[Collected data]

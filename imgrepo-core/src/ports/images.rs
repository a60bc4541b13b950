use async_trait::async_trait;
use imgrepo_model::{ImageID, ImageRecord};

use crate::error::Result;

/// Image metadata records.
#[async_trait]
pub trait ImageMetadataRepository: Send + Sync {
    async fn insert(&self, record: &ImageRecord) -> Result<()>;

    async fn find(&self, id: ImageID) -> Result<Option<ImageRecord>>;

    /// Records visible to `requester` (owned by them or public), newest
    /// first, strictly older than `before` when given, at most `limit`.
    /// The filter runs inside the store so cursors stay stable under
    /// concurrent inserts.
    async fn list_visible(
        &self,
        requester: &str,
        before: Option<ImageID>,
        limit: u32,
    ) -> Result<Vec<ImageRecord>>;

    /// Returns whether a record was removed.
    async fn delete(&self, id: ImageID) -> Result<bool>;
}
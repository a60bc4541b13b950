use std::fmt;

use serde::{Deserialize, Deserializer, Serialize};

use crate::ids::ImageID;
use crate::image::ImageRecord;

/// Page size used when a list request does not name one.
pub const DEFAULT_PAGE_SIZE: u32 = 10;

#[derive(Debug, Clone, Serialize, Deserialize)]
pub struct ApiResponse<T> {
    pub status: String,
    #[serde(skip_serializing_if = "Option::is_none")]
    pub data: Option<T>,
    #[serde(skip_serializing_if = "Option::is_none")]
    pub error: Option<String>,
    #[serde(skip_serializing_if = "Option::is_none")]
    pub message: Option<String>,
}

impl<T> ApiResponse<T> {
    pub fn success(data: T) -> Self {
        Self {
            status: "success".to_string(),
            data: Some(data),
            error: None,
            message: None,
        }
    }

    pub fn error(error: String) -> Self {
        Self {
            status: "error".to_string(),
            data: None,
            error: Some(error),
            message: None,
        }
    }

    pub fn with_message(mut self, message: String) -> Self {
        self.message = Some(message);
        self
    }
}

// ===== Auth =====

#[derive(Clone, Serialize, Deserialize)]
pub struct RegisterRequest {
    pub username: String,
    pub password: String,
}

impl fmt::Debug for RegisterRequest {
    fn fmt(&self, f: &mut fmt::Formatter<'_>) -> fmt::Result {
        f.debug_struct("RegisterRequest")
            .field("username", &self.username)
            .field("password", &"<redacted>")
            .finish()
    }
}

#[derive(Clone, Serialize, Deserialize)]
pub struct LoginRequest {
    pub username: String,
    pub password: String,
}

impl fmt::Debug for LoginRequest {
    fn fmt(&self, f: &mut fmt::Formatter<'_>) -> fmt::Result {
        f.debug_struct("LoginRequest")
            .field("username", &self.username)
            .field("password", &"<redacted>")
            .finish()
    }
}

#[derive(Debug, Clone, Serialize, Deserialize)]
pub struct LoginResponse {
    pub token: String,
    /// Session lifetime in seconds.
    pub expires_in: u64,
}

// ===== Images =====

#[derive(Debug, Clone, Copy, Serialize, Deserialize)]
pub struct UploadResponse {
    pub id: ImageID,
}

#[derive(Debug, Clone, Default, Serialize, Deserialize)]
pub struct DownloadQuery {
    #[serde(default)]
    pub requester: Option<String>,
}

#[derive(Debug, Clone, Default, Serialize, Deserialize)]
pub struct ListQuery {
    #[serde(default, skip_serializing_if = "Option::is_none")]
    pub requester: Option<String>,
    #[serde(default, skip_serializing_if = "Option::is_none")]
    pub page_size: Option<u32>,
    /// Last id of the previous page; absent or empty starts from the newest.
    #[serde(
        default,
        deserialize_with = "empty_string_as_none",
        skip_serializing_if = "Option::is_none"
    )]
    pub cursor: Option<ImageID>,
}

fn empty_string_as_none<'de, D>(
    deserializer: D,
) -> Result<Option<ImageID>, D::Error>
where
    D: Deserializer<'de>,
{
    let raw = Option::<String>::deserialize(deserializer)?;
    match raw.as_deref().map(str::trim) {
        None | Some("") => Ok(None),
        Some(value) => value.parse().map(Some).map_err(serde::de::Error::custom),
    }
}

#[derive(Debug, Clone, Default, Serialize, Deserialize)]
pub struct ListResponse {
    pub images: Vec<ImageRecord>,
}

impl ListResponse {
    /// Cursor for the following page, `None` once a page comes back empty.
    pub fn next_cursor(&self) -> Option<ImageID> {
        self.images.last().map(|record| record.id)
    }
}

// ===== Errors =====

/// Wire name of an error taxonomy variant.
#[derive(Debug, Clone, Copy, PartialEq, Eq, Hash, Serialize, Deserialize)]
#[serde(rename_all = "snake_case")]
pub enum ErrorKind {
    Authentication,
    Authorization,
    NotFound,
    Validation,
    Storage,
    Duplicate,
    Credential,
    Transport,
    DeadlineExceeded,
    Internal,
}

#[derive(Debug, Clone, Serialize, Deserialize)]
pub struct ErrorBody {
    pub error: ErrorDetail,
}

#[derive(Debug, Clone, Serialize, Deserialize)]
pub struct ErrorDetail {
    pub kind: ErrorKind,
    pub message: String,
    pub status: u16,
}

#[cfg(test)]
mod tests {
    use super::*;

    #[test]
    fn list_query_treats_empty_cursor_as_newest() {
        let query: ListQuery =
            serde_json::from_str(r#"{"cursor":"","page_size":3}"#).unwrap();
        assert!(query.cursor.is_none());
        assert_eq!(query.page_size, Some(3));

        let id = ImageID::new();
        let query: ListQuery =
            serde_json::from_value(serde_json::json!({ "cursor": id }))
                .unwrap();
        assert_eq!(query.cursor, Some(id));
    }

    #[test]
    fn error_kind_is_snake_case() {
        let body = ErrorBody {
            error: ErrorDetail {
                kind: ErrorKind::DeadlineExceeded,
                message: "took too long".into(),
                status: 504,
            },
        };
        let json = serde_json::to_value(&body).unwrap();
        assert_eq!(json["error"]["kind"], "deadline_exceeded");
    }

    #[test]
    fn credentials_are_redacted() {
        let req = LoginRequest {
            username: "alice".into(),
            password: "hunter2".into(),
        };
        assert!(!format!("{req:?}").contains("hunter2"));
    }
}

● What needs to be done: Search the records above for the string "before". Report each line that has it.

● Worked solution:
    /// first, strictly older than `before` when given, at most `limit`.
        before: Option<ImageID>,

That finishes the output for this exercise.